## HOW TO COMPLETE THIS TASK
In the entries below, identify every line with the string "bool" and copy it.

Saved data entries
☆ ☆ ☆ ☆ ☆ ☆ ☆
//! Output rendering for the size report.
//!
//! Supports `human` (default) and `json` outputs. Both are composed as
//! pure values first and printed to stdout afterwards.

use crate::config::OutputMode;
use crate::models::{Report, Severity};
use owo_colors::OwoColorize;
use serde_json::json;
use serde_json::Value as JsonVal;
use std::fmt::Write as _;

fn paint(sev: Severity, text: &str, color: bool) -> String {
    if !color {
        return text.to_string();
    }
    match sev {
        Severity::Critical => text.red().bold().to_string(),
        Severity::High => text.yellow().bold().to_string(),
        Severity::Medium => text.cyan().to_string(),
        Severity::Ok => text.green().to_string(),
    }
}

fn heading(text: &str, color: bool) -> String {
    if color {
        text.bold().to_string()
    } else {
        text.to_string()
    }
}

/// Render the human report (pure) so it can be compared across runs.
pub fn render_human(report: &Report, color: bool) -> String {
    let mut out = String::new();
    let s = &report.summary;
    let _ = writeln!(
        out,
        "{}",
        heading(&format!("Knowledge base size report: {}", report.root), color)
    );
    let _ = writeln!(out, "Groups: {} (files measured: {})", s.groups, s.files);

    if !report.groups.is_empty() {
        out.push('\n');
        let key_width = report
            .groups
            .iter()
            .map(|g| g.group_key.chars().count())
            .max()
            .unwrap_or(0);
        for g in &report.groups {
            let label = format!("{:<8}", g.severity.label());
            let _ = writeln!(
                out,
                "  {:>6}  {}  {:<kw$}  {}",
                g.line_count,
                paint(g.severity, &label, color),
                g.group_key,
                g.path,
                kw = key_width
            );
        }
    }

    out.push('\n');
    for sev in Severity::ACTIONABLE {
        let title = format!("{} ({})", sev.label(), report.thresholds.describe(sev));
        let members: Vec<_> = report.bucket(sev).collect();
        if members.is_empty() {
            let _ = writeln!(out, "{}: none", paint(sev, &title, color));
            continue;
        }
        let _ = writeln!(out, "{}: {}", paint(sev, &title, color), members.len());
        for g in members {
            let _ = writeln!(
                out,
                "  - {}: {} lines ({})",
                g.group_key, g.line_count, g.file_name
            );
        }
    }

    out.push('\n');
    let _ = writeln!(
        out,
        "{}",
        heading(&format!("Requires action: {}", s.requires_action), color)
    );
    let _ = writeln!(out, "OK: {}", s.ok);

    if !report.skipped.is_empty() {
        out.push('\n');
        let title = format!("Skipped files: {}", s.skipped);
        if color {
            let _ = writeln!(out, "{}", title.red().bold());
        } else {
            let _ = writeln!(out, "{}", title);
        }
        for sk in &report.skipped {
            let _ = writeln!(out, "  - {}: {}", sk.path, sk.error);
        }
    }
    out
}

/// Compose report JSON object (pure) for testing/snapshot purposes.
pub fn compose_report_json(report: &Report) -> JsonVal {
    let keys = |sev: Severity| {
        report
            .bucket(sev)
            .map(|g| g.group_key.as_str())
            .collect::<Vec<_>>()
    };
    json!({
        "root": report.root,
        "thresholds": report.thresholds,
        "summary": report.summary,
        "groups": report.groups,
        "buckets": {
            "critical": keys(Severity::Critical),
            "high": keys(Severity::High),
            "medium": keys(Severity::Medium),
        },
        "skipped": report.skipped,
    })
}

/// Print the report in the requested format.
pub fn print_report(report: &Report, mode: OutputMode, color: bool) -> serde_json::Result<()> {
    match mode {
        OutputMode::Json => {
            println!(
                "{}",
                serde_json::to_string_pretty(&compose_report_json(report))?
            );
        }
        OutputMode::Human => print!("{}", render_human(report, color)),
    }
    Ok(())
}

#[cfg(test)]
mod tests {
    use super::*;
    use crate::models::{GroupEntry, SkippedFile, Summary, Thresholds};

    fn entry(key: &str, n: usize, sev: Severity) -> GroupEntry {
        GroupEntry {
            group_key: key.into(),
            line_count: n,
            file_name: "notes.md".into(),
            path: format!("{}/kb/notes.md", key),
            severity: sev,
        }
    }

    fn sample() -> Report {
        Report {
            root: "/kb".into(),
            thresholds: Thresholds::default(),
            summary: Summary {
                groups: 3,
                files: 4,
                critical: 0,
                high: 1,
                medium: 1,
                ok: 1,
                requires_action: 2,
                skipped: 1,
            },
            groups: vec![
                entry("B", 1000, Severity::High),
                entry("A", 600, Severity::Medium),
                entry("C", 150, Severity::Ok),
            ],
            skipped: vec![SkippedFile {
                path: "D/kb/bad.md".into(),
                error: "D/kb/bad.md is not valid UTF-8".into(),
            }],
        }
    }

    #[test]
    fn test_render_human_sections_in_order() {
        let text = render_human(&sample(), false);
        assert!(text.contains("Groups: 3"));
        let b = text.find("  1000  HIGH").unwrap();
        let a = text.find("   600  MEDIUM").unwrap();
        let c = text.find("   150  OK").unwrap();
        assert!(b < a && a < c);

        assert!(text.contains("CRITICAL (>1000 lines): none"));
        assert!(text.contains("HIGH (800-1000 lines): 1\n  - B: 1000 lines (notes.md)"));
        assert!(text.contains("MEDIUM (600-799 lines): 1\n  - A: 600 lines (notes.md)"));
        let crit = text.find("CRITICAL (").unwrap();
        let high = text.find("HIGH (").unwrap();
        let med = text.find("MEDIUM (").unwrap();
        assert!(crit < high && high < med);

        assert!(text.contains("Requires action: 2\nOK: 1"));
        assert!(text.contains("Skipped files: 1\n  - D/kb/bad.md: D/kb/bad.md is not valid UTF-8"));
    }

    #[test]
    fn test_render_human_empty_report() {
        let report = Report {
            root: "/empty".into(),
            thresholds: Thresholds::default(),
            summary: Summary::default(),
            groups: Vec::new(),
            skipped: Vec::new(),
        };
        let text = render_human(&report, false);
        assert!(text.contains("Groups: 0"));
        assert!(text.contains("HIGH (800-1000 lines): none"));
        assert!(text.contains("Requires action: 0\nOK: 0"));
        assert!(!text.contains("Skipped"));
    }

    #[test]
    fn test_compose_report_json_shape() {
        let out = compose_report_json(&sample());
        assert_eq!(out["summary"]["requires_action"], 2);
        assert_eq!(out["summary"]["ok"], 1);
        assert_eq!(out["groups"][0]["group_key"], "B");
        assert_eq!(out["groups"][0]["severity"], "HIGH");
        assert_eq!(out["buckets"]["high"][0], "B");
        assert_eq!(out["buckets"]["critical"].as_array().unwrap().len(), 0);
        assert_eq!(out["thresholds"]["critical"], 1000);
        assert_eq!(out["skipped"][0]["path"], "D/kb/bad.md");
    }
}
☆ ☆ ☆ ☆ ☆ ☆ ☆
## COMPLETED EXERCISE
fn paint(sev: Severity, text: &str, color: bool) -> String {
fn heading(text: &str, color: bool) -> String {
pub fn render_human(report: &Report, color: bool) -> String {
pub fn print_report(report: &Report, mode: OutputMode, color: bool) -> serde_json::Result<()> {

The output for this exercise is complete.